I understand work permits will be restricted by the list of highly skilled and ineligible categories that apply to work permit applicants, which are very restrictive and exclusionary criteria. The current list indirectly discriminates against women, as the majority of employment categories eligible for work permits are in male-dominated jobs. Female asylum seekers would, then, be additionally adversely affected by this intern scheme as it currently stands.
Ar an gcéad dul síos, ba mhaith liom a rá go raibh cuid mhaith díomá faoin bplean agus faoin scéim a chur an tAire os comhair an choiste an tseachtain seo caite agus atá os ár gcomhair tráthnóna inniu. As I said last week in the committee, the Department appears to want garlands and congratulations for this measure, which is quite extraordinary given that despite the positive language and the move to engage fully with the consensus, since 1996 successive Governments have opposed the right to work for asylum seekers. This has been re-emphasised most recently in the International Protection Act 2015 and we are only discussing this directive and the right to work on the basis of the NHV v. the Minister for Justice and Equality last May. The Government now arrives with an interim measure that is impossibly restrictive and it is difficult to anticipate any asylum seeker being in a position to obtain work before the passing of the legislation.
The restrictions have been detailed and include having to pay over €30,000 per annum, with some 60 occupations excluded and a cost of between €500 and €1,000 for a work permit.
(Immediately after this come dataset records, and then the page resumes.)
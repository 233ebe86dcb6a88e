/// JWT Claims structure
///
/// Payload shared by access and refresh tokens. The two kinds differ only in
/// the key that signs them and their lifetime.

use std::time::Duration;

use serde::{Deserialize, Serialize};
use uuid::Uuid;

#[derive(Debug, Serialize, Deserialize, Clone, PartialEq, Eq)]
pub struct Claims {
    /// Subject (user ID)
    pub sub: String,
    pub username: String,
    /// Issuer
    pub iss: String,
    /// Audience
    pub aud: String,
    /// Issued at (Unix timestamp)
    pub iat: i64,
    /// Expiration time (Unix timestamp)
    pub exp: i64,
    /// Token ID, unique per issued token
    pub jti: String,
}

impl Claims {
    /// Create claims valid from now until `now + ttl`
    pub fn new(
        subject: &str,
        username: &str,
        issuer: &str,
        audience: &str,
        ttl: Duration,
    ) -> Self {
        let now = chrono::Utc::now().timestamp();
        Self {
            sub: subject.to_string(),
            username: username.to_string(),
            iss: issuer.to_string(),
            aud: audience.to_string(),
            iat: now,
            exp: now.saturating_add(secs(ttl)),
            jti: Uuid::new_v4().to_string(),
        }
    }

    /// Seconds until expiry, negative once the token has expired
    pub fn remaining(&self) -> i64 {
        self.exp - chrono::Utc::now().timestamp()
    }

    /// Whether the token expires within `threshold` (or already has)
    pub fn expires_within(&self, threshold: Duration) -> bool {
        self.remaining() <= secs(threshold)
    }

    pub fn is_expired(&self) -> bool {
        self.remaining() < 0
    }
}

// Saturates instead of wrapping for durations past `i64::MAX` seconds.
fn secs(duration: Duration) -> i64 {
    i64::try_from(duration.as_secs()).unwrap_or(i64::MAX)
}

#[cfg(test)]
mod tests {
    use super::*;

    #[test]
    fn test_claims_creation() {
        let claims = Claims::new("u1", "alice", "test", "all", Duration::from_secs(3600));

        assert_eq!(claims.sub, "u1");
        assert_eq!(claims.username, "alice");
        assert_eq!(claims.iss, "test");
        assert_eq!(claims.aud, "all");
        assert_eq!(claims.exp - claims.iat, 3600);
        assert!(!claims.is_expired());
    }

    #[test]
    fn test_token_ids_are_unique() {
        let first = Claims::new("u1", "alice", "test", "all", Duration::from_secs(60));
        let second = Claims::new("u1", "alice", "test", "all", Duration::from_secs(60));

        assert_ne!(first.jti, second.jti);
    }

    #[test]
    fn test_near_expiry_window() {
        let threshold = Duration::from_secs(60);

        let fresh = Claims::new("u1", "alice", "test", "all", Duration::from_secs(900));
        assert!(!fresh.expires_within(threshold));

        let closing = Claims::new("u1", "alice", "test", "all", Duration::from_secs(30));
        assert!(closing.expires_within(threshold));

        let mut expired = fresh.clone();
        expired.exp = expired.iat - 10;
        assert!(expired.is_expired());
        assert!(expired.expires_within(threshold));
    }

    #[test]
    fn test_huge_ttl_saturates_instead_of_expiring() {
        let claims = Claims::new("u1", "alice", "test", "all", Duration::from_secs(u64::MAX));

        assert_eq!(claims.exp, i64::MAX);
        assert!(!claims.is_expired());
        assert!(claims.remaining() > 0);
        assert!(claims.expires_within(Duration::from_secs(u64::MAX)));
    }
}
That would be an extraordinarily high threshold if it applied to Irish citizens and many here would struggle to satisfy the criteria, let alone those who are fleeing war and oppression. To say this is a day late and a dollar short would be a bit of an understatement. The directive is an improvement and we support the Government's decision to transpose it but it needs to go back to the drawing board. Legislation will ultimately issue for the full implementation of the directive although, as Deputy O'Loughlin outlined, despite the fact that direct provision was intended as an interim measure, we are still dealing with it a long time later. The interim measures are simply not good enough and do not constitute a satisfactory right to work. I also believe this would be open to legal challenge in advance of the passing of primary legislation. The NHV judgment is far from perfect and I would have preferred the Supreme Court to have gone a degree further but there was a clear expectation that the Government would act and it has been quite slow to do so. The decision was made in May last year and we are only seeing action now.
We have been contacted by a number of people in organisations working with asylum seekers. They are very disappointed and are angry at the deeply restrictive nature of this approach. I am also concerned that the final legislation might involve pull factors and gaps in the labour market, although the Minister attempted to reassure me in a previous debate. The right to work, as the Supreme Court recognised, is based to a large extent on human dignity and on people's ability to play a full role in the community. There should not be a utilitarian approach to fill gaps in the labour market. We must have a full and realistic right to work, with nine months much too long to wait. I would not like to see anything like the restrictions that exist under the Employment Permits Act 2003 and in the unacceptable interim measures, on which the Government should go back to the drawing board.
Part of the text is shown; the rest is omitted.